§ **Problem**:
Go line by line through the data and copy those with the word "value".

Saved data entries

● ● ● ● ●

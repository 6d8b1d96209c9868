// JNI bindings for Android
// Bridges com.kevintcoughlin.smodr.services.NativeMediaService to the Rust service.
//
// The Kotlin side supplies two objects:
// - a backend factory with `Object create(long sessionId, String locator)`,
//   returning a player object or null when the locator can't be opened;
// - a playback listener with onStartPlayback/onStopPlayback/onCompletion.
// Player objects expose start/pause/stop/release/seekTo/isPlaying/getDuration/
// getCurrentPosition/isPrepared and report their MediaPlayer callbacks through
// nativeOnPrepared/nativeOnCompletion/nativeOnError with their session id.

use crate::config::ServiceConfig;
use crate::event_queue::EventQueue;
use crate::intent::Intent;
use crate::logging::init_logging;
use crate::registry::{
    install_with_rollback, register_service, to_code, unregister_service, with_service,
    with_service_mut,
};
use crate::service::MediaService;
use jni::objects::{GlobalRef, JClass, JObject, JString};
use jni::sys::{jboolean, jint, jlong, JNI_FALSE, JNI_TRUE};
use jni::{JNIEnv, JavaVM};
use once_cell::sync::Lazy;
use parking_lot::Mutex;
use smodr_core::{
    BackendFactory, MediaError, PlaybackEvent, PlayerBackend, Result, SessionId,
};
use std::collections::HashMap;
use std::sync::Arc;

/// Registered Java listener and the queue its events wait in
struct Listener {
    target: GlobalRef,
    queue: Arc<EventQueue>,
}

static LISTENERS: Lazy<Mutex<HashMap<i64, Listener>>> = Lazy::new(|| Mutex::new(HashMap::new()));

fn jni_error(err: jni::errors::Error) -> MediaError {
    MediaError::Jni(err.to_string())
}

/// A Java object called from whichever thread holds the service lock
struct JavaObject {
    vm: JavaVM,
    target: GlobalRef,
}

impl JavaObject {
    fn new(env: &JNIEnv, object: &JObject) -> Result<Self> {
        Ok(Self {
            vm: env.get_java_vm().map_err(jni_error)?,
            target: env.new_global_ref(object).map_err(jni_error)?,
        })
    }

    fn with_env<R>(&self, f: impl FnOnce(&mut JNIEnv) -> jni::errors::Result<R>) -> Result<R> {
        let mut env = self.vm.attach_current_thread().map_err(jni_error)?;
        let result = f(&mut env);
        clear_exception(&mut env);
        result.map_err(jni_error)
    }

    fn call_void(&self, name: &str) -> Result<()> {
        self.with_env(|env| env.call_method(&self.target, name, "()V", &[])?.v())
    }

    fn call_bool(&self, name: &str) -> Result<bool> {
        self.with_env(|env| env.call_method(&self.target, name, "()Z", &[])?.z())
    }

    fn call_int(&self, name: &str) -> Result<i32> {
        self.with_env(|env| env.call_method(&self.target, name, "()I", &[])?.i())
    }
}

fn clear_exception(env: &mut JNIEnv) {
    if env.exception_check().unwrap_or(false) {
        let _ = env.exception_describe();
        let _ = env.exception_clear();
    }
}

/// Backend factory implemented by a Kotlin object
struct JniBackendFactory {
    factory: JavaObject,
}

impl BackendFactory for JniBackendFactory {
    fn create(&mut self, session_id: SessionId, locator: &str) -> Result<Box<dyn PlayerBackend>> {
        let factory = &self.factory;
        let player = factory.with_env(|env| {
            let jlocator = env.new_string(locator)?;
            let object = env
                .call_method(
                    &factory.target,
                    "create",
                    "(JLjava/lang/String;)Ljava/lang/Object;",
                    &[(session_id as jlong).into(), (&jlocator).into()],
                )?
                .l()?;
            if object.is_null() {
                return Ok(None);
            }
            env.new_global_ref(object).map(Some)
        })?;

        let target = player.ok_or_else(|| MediaError::Load(format!("no player for {}", locator)))?;
        let vm = factory
            .with_env(|env| env.get_java_vm())?;

        Ok(Box::new(JniBackend {
            player: JavaObject { vm, target },
        }))
    }
}

/// Player backend implemented by a Kotlin object wrapping MediaPlayer
struct JniBackend {
    player: JavaObject,
}

impl PlayerBackend for JniBackend {
    fn start(&mut self) -> Result<()> {
        self.player.call_void("start")
    }

    fn pause(&mut self) -> Result<()> {
        self.player.call_void("pause")
    }

    fn stop(&mut self) -> Result<()> {
        self.player.call_void("stop")
    }

    fn seek_to(&mut self, position_ms: i64) -> Result<()> {
        let position = position_ms.clamp(i32::MIN as i64, i32::MAX as i64) as jint;
        self.player.with_env(|env| {
            env.call_method(&self.player.target, "seekTo", "(I)V", &[position.into()])?
                .v()
        })
    }

    fn is_playing(&self) -> bool {
        self.player.call_bool("isPlaying").unwrap_or_else(|e| {
            log::warn!("isPlaying failed: {}", e);
            false
        })
    }

    fn duration(&self) -> i64 {
        self.player.call_int("getDuration").map(i64::from).unwrap_or(-1)
    }

    fn current_position(&self) -> i64 {
        self.player
            .call_int("getCurrentPosition")
            .map(i64::from)
            .unwrap_or(-1)
    }

    fn is_prepared(&self) -> bool {
        self.player.call_bool("isPrepared").unwrap_or(true)
    }

    fn release(&mut self) -> Result<()> {
        self.player.call_void("release")
    }
}

// Helper function to convert Java string to Rust string
fn jstring_to_string(env: &mut JNIEnv, jstr: &JString) -> Result<String> {
    let java_str = env.get_string(jstr).map_err(jni_error)?;
    Ok(java_str.into())
}

/// Deliver queued observer events for `id` once the service lock is free
fn flush_events(env: &mut JNIEnv, id: i64) {
    let (target, events) = {
        let listeners = LISTENERS.lock();
        match listeners.get(&id) {
            Some(listener) => (listener.target.clone(), listener.queue.drain()),
            None => return,
        }
    };

    for event in events {
        let method = match event {
            PlaybackEvent::Started => "onStartPlayback",
            PlaybackEvent::Stopped => "onStopPlayback",
            PlaybackEvent::Completed => "onCompletion",
        };
        if let Err(e) = env.call_method(&target, method, "()V", &[]) {
            log::error!("Listener {} failed: {}", method, e);
            clear_exception(env);
        }
    }
}

/// Run `f` against the service, then deliver any events it produced
fn dispatch<R>(env: &mut JNIEnv, id: i64, f: impl FnOnce(&mut MediaService) -> R) -> Result<R> {
    let result = with_service_mut(id, f);
    flush_events(env, id);
    result
}

fn as_jboolean(value: bool) -> jboolean {
    if value {
        JNI_TRUE
    } else {
        JNI_FALSE
    }
}

/// Create a service. Returns its handle, or -1 on failure.
#[no_mangle]
pub extern "system" fn Java_com_kevintcoughlin_smodr_services_NativeMediaService_nativeCreate(
    mut env: JNIEnv,
    _class: JClass,
    factory: JObject,
    config_json: JString,
) -> jlong {
    let config = if config_json.is_null() {
        Ok(ServiceConfig::default())
    } else {
        jstring_to_string(&mut env, &config_json).and_then(|json| ServiceConfig::from_json(&json))
    };
    let config = match config {
        Ok(config) => config,
        Err(e) => {
            init_logging(&Default::default());
            log::error!("Invalid service config: {}", e);
            return -1;
        }
    };
    init_logging(&config.log);

    if factory.is_null() {
        log::error!("nativeCreate called without a backend factory");
        return -1;
    }

    let service = JavaObject::new(&env, &factory)
        .map(|factory| JniBackendFactory { factory })
        .and_then(|factory| MediaService::new(Box::new(factory), config));

    match service {
        Ok(service) => register_service(service),
        Err(e) => {
            log::error!("Failed to create media service: {}", e);
            -1
        }
    }
}

/// Dispatch an intent serialised as JSON. Returns the start mode code.
#[no_mangle]
pub extern "system" fn Java_com_kevintcoughlin_smodr_services_NativeMediaService_nativeOnStartCommand(
    mut env: JNIEnv,
    _class: JClass,
    handle: jlong,
    intent_json: JString,
) -> jint {
    let intent = jstring_to_string(&mut env, &intent_json).and_then(|json| Intent::from_json(&json));
    let intent = match intent {
        Ok(intent) => intent,
        Err(e) => {
            log::debug!("Ignoring unreadable intent: {}", e);
            Intent::default()
        }
    };

    match dispatch(&mut env, handle, |s| s.on_start_command(&intent)) {
        Ok(mode) => mode.code(),
        Err(e) => {
            log::error!("onStartCommand failed: {}", e);
            -1
        }
    }
}

/// Register a listener, or deregister with null
#[no_mangle]
pub extern "system" fn Java_com_kevintcoughlin_smodr_services_NativeMediaService_nativeSetPlaybackListener(
    env: JNIEnv,
    _class: JClass,
    handle: jlong,
    listener: JObject,
) -> jint {
    if listener.is_null() {
        LISTENERS.lock().remove(&handle);
        return to_code(with_service_mut(handle, |s| s.set_playback_listener(None)));
    }

    let target = match env.new_global_ref(&listener) {
        Ok(target) => target,
        Err(e) => {
            log::error!("Failed to retain listener: {}", e);
            return -1;
        }
    };
    let queue = Arc::new(EventQueue::new());
    // The listener must be findable before the service can queue into it
    let listener = Listener {
        target,
        queue: queue.clone(),
    };
    let result = install_with_rollback(&*LISTENERS, handle, listener, || {
        with_service_mut(handle, |s| s.set_playback_listener(Some(queue)))
    });
    to_code(result)
}

#[no_mangle]
pub extern "system" fn Java_com_kevintcoughlin_smodr_services_NativeMediaService_nativePlay(
    mut env: JNIEnv,
    _class: JClass,
    handle: jlong,
    locator: JString,
) -> jint {
    match jstring_to_string(&mut env, &locator) {
        Ok(locator) => to_code(dispatch(&mut env, handle, |s| {
            s.controller_mut().play(&locator)
        })),
        Err(e) => {
            log::error!("Failed to read locator: {}", e);
            -1
        }
    }
}

#[no_mangle]
pub extern "system" fn Java_com_kevintcoughlin_smodr_services_NativeMediaService_nativeResume(
    mut env: JNIEnv,
    _class: JClass,
    handle: jlong,
) -> jint {
    to_code(dispatch(&mut env, handle, |s| s.controller_mut().resume()))
}

#[no_mangle]
pub extern "system" fn Java_com_kevintcoughlin_smodr_services_NativeMediaService_nativePause(
    mut env: JNIEnv,
    _class: JClass,
    handle: jlong,
) -> jint {
    to_code(dispatch(&mut env, handle, |s| s.controller_mut().pause()))
}

#[no_mangle]
pub extern "system" fn Java_com_kevintcoughlin_smodr_services_NativeMediaService_nativeStop(
    mut env: JNIEnv,
    _class: JClass,
    handle: jlong,
) -> jint {
    to_code(dispatch(&mut env, handle, |s| s.controller_mut().stop()))
}

#[no_mangle]
pub extern "system" fn Java_com_kevintcoughlin_smodr_services_NativeMediaService_nativeSeekTo(
    mut env: JNIEnv,
    _class: JClass,
    handle: jlong,
    position_ms: jlong,
) -> jint {
    to_code(dispatch(&mut env, handle, |s| {
        s.controller_mut().seek(position_ms)
    }))
}

/// Skip ahead. Bound clients get the literal direction; only intents honour
/// the swapped FORWARD/REWIND binding.
#[no_mangle]
pub extern "system" fn Java_com_kevintcoughlin_smodr_services_NativeMediaService_nativeForward(
    mut env: JNIEnv,
    _class: JClass,
    handle: jlong,
) -> jint {
    to_code(dispatch(&mut env, handle, |s| s.controller_mut().skip_forward()))
}

#[no_mangle]
pub extern "system" fn Java_com_kevintcoughlin_smodr_services_NativeMediaService_nativeRewind(
    mut env: JNIEnv,
    _class: JClass,
    handle: jlong,
) -> jint {
    to_code(dispatch(&mut env, handle, |s| s.controller_mut().skip_backward()))
}

#[no_mangle]
pub extern "system" fn Java_com_kevintcoughlin_smodr_services_NativeMediaService_nativeIsPlaying(
    _env: JNIEnv,
    _class: JClass,
    handle: jlong,
) -> jboolean {
    as_jboolean(with_service(handle, |s| s.controller().is_playing()).unwrap_or(false))
}

#[no_mangle]
pub extern "system" fn Java_com_kevintcoughlin_smodr_services_NativeMediaService_nativeGetDuration(
    _env: JNIEnv,
    _class: JClass,
    handle: jlong,
) -> jlong {
    with_service(handle, |s| s.controller().duration()).unwrap_or(-1)
}

#[no_mangle]
pub extern "system" fn Java_com_kevintcoughlin_smodr_services_NativeMediaService_nativeGetCurrentTime(
    _env: JNIEnv,
    _class: JClass,
    handle: jlong,
) -> jlong {
    with_service(handle, |s| s.controller().current_position()).unwrap_or(-1)
}

#[no_mangle]
pub extern "system" fn Java_com_kevintcoughlin_smodr_services_NativeMediaService_nativeGetRemainingTime(
    _env: JNIEnv,
    _class: JClass,
    handle: jlong,
) -> jlong {
    with_service(handle, |s| s.controller().remaining_time()).unwrap_or(-1)
}

#[no_mangle]
pub extern "system" fn Java_com_kevintcoughlin_smodr_services_NativeMediaService_nativeGetState(
    _env: JNIEnv,
    _class: JClass,
    handle: jlong,
) -> jint {
    with_service(handle, |s| s.controller().state().code()).unwrap_or(-1)
}

#[no_mangle]
pub extern "system" fn Java_com_kevintcoughlin_smodr_services_NativeMediaService_nativeOnPrepared(
    mut env: JNIEnv,
    _class: JClass,
    handle: jlong,
    session_id: jlong,
) -> jint {
    to_code(dispatch(&mut env, handle, |s| s.on_prepared(session_id as SessionId)))
}

#[no_mangle]
pub extern "system" fn Java_com_kevintcoughlin_smodr_services_NativeMediaService_nativeOnCompletion(
    mut env: JNIEnv,
    _class: JClass,
    handle: jlong,
    session_id: jlong,
) -> jint {
    to_code(dispatch(&mut env, handle, |s| {
        s.on_completion(session_id as SessionId)
    }))
}

/// MediaPlayer.OnErrorListener. Always reports the error as handled.
#[no_mangle]
pub extern "system" fn Java_com_kevintcoughlin_smodr_services_NativeMediaService_nativeOnError(
    mut env: JNIEnv,
    _class: JClass,
    handle: jlong,
    session_id: jlong,
    what: jint,
    extra: jint,
) -> jboolean {
    let result = dispatch(&mut env, handle, |s| {
        s.on_error(session_id as SessionId, what, extra)
    });
    if let Err(e) = &result {
        log::error!("onError for unknown service: {}", e);
    }
    as_jboolean(true)
}

/// Service.onDestroy: stop, release, and drop the handle
#[no_mangle]
pub extern "system" fn Java_com_kevintcoughlin_smodr_services_NativeMediaService_nativeDestroy(
    mut env: JNIEnv,
    _class: JClass,
    handle: jlong,
) -> jint {
    let result = dispatch(&mut env, handle, |s| s.on_destroy());
    LISTENERS.lock().remove(&handle);
    to_code(result.and_then(|_| unregister_service(handle).map(drop)))
}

● ● ● ● ●

§ **Solution to this task**:
fn as_jboolean(value: bool) -> jboolean {
    if value {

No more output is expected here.